Exercise aim: As the answer, give a copy of each line below that includes the word "reason".

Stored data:
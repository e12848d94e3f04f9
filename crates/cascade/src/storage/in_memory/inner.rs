//! Core in-memory data structures.
//!
//! This module contains the inner store that holds all rows and edges and
//! is wrapped in `Arc<Mutex<>>` by [`InMemoryStore`](super::InMemoryStore).

use super::graph::{incoming_references, outgoing_links, would_create_cycle};
use crate::domain::{Link, LinkKind, ObjectRef, Ownership};
use crate::error::{StoreError, StoreResult};
use petgraph::stable_graph::{NodeIndex, StableDiGraph};
use std::collections::HashMap;

/// Inner store (not thread-safe).
///
/// # Graph Representation
///
/// Edges point from **parent to child** for containment and from
/// **referrer to target** for references; the edge weight is the
/// [`LinkKind`]. A `StableDiGraph` keeps node indices valid across removals,
/// so `node_map` never has to be rebuilt.
pub(crate) struct InMemoryStoreInner {
    /// Owner and group of every live row
    pub(super) objects: HashMap<ObjectRef, Ownership>,

    /// Containment and reference edges
    pub(super) graph: StableDiGraph<ObjectRef, LinkKind>,

    /// Mapping from object to graph node.
    ///
    /// Every key of `objects` has an entry here.
    pub(super) node_map: HashMap<ObjectRef, NodeIndex>,

    /// Injected delete failures, keyed by object
    pub(super) failing_deletes: HashMap<ObjectRef, String>,
}

impl InMemoryStoreInner {
    /// Create an empty store
    pub(crate) fn new() -> Self {
        Self {
            objects: HashMap::new(),
            graph: StableDiGraph::new(),
            node_map: HashMap::new(),
            failing_deletes: HashMap::new(),
        }
    }

    fn node(&self, object: &ObjectRef) -> StoreResult<NodeIndex> {
        self.node_map
            .get(object)
            .copied()
            .ok_or(StoreError::NotFound(*object))
    }

    pub(super) fn insert(&mut self, object: ObjectRef, ownership: Ownership) -> StoreResult<()> {
        if self.objects.contains_key(&object) {
            return Err(StoreError::Backend(format!("{object} already exists")));
        }
        let node = self.graph.add_node(object);
        self.node_map.insert(object, node);
        self.objects.insert(object, ownership);
        Ok(())
    }

    pub(super) fn add_containment(
        &mut self,
        parent: ObjectRef,
        child: ObjectRef,
    ) -> StoreResult<()> {
        if !parent.kind.may_contain(child.kind) {
            return Err(StoreError::InvalidEdge {
                from: parent,
                to: child,
                reason: format!("{} cannot contain {}", parent.kind, child.kind),
            });
        }
        let from = self.node(&parent)?;
        let to = self.node(&child)?;

        if self.graph.find_edge(from, to).is_some() {
            return Err(StoreError::InvalidEdge {
                from: parent,
                to: child,
                reason: "edge already exists".to_string(),
            });
        }
        if would_create_cycle(&self.graph, from, to) {
            return Err(StoreError::Cycle {
                from: parent,
                to: child,
            });
        }

        self.graph.add_edge(from, to, LinkKind::Containment);
        Ok(())
    }

    pub(super) fn add_reference(
        &mut self,
        referrer: ObjectRef,
        target: ObjectRef,
    ) -> StoreResult<()> {
        if !target.kind.is_shareable() {
            return Err(StoreError::InvalidEdge {
                from: referrer,
                to: target,
                reason: format!("{} cannot be referenced", target.kind),
            });
        }
        let from = self.node(&referrer)?;
        let to = self.node(&target)?;

        if self.graph.find_edge(from, to).is_some() {
            return Err(StoreError::InvalidEdge {
                from: referrer,
                to: target,
                reason: "edge already exists".to_string(),
            });
        }
        if would_create_cycle(&self.graph, from, to) {
            return Err(StoreError::Cycle {
                from: referrer,
                to: target,
            });
        }

        self.graph.add_edge(from, to, LinkKind::Reference);
        Ok(())
    }

    pub(super) fn children(&self, object: &ObjectRef) -> Vec<Link> {
        match self.node_map.get(object) {
            Some(&node) => outgoing_links(&self.graph, node),
            None => Vec::new(),
        }
    }

    pub(super) fn referrers(&self, object: &ObjectRef) -> Vec<ObjectRef> {
        match self.node_map.get(object) {
            Some(&node) => incoming_references(&self.graph, node),
            None => Vec::new(),
        }
    }

    /// Remove a row and every edge touching it. Absent rows are ignored.
    pub(super) fn remove(&mut self, object: &ObjectRef) {
        if let Some(node) = self.node_map.remove(object) {
            self.graph.remove_node(node);
        }
        self.objects.remove(object);
    }
}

Answer space:
                reason: format!("{} cannot contain {}", parent.kind, child.kind),
                reason: "edge already exists".to_string(),
                reason: format!("{} cannot be referenced", target.kind),
                reason: "edge already exists".to_string(),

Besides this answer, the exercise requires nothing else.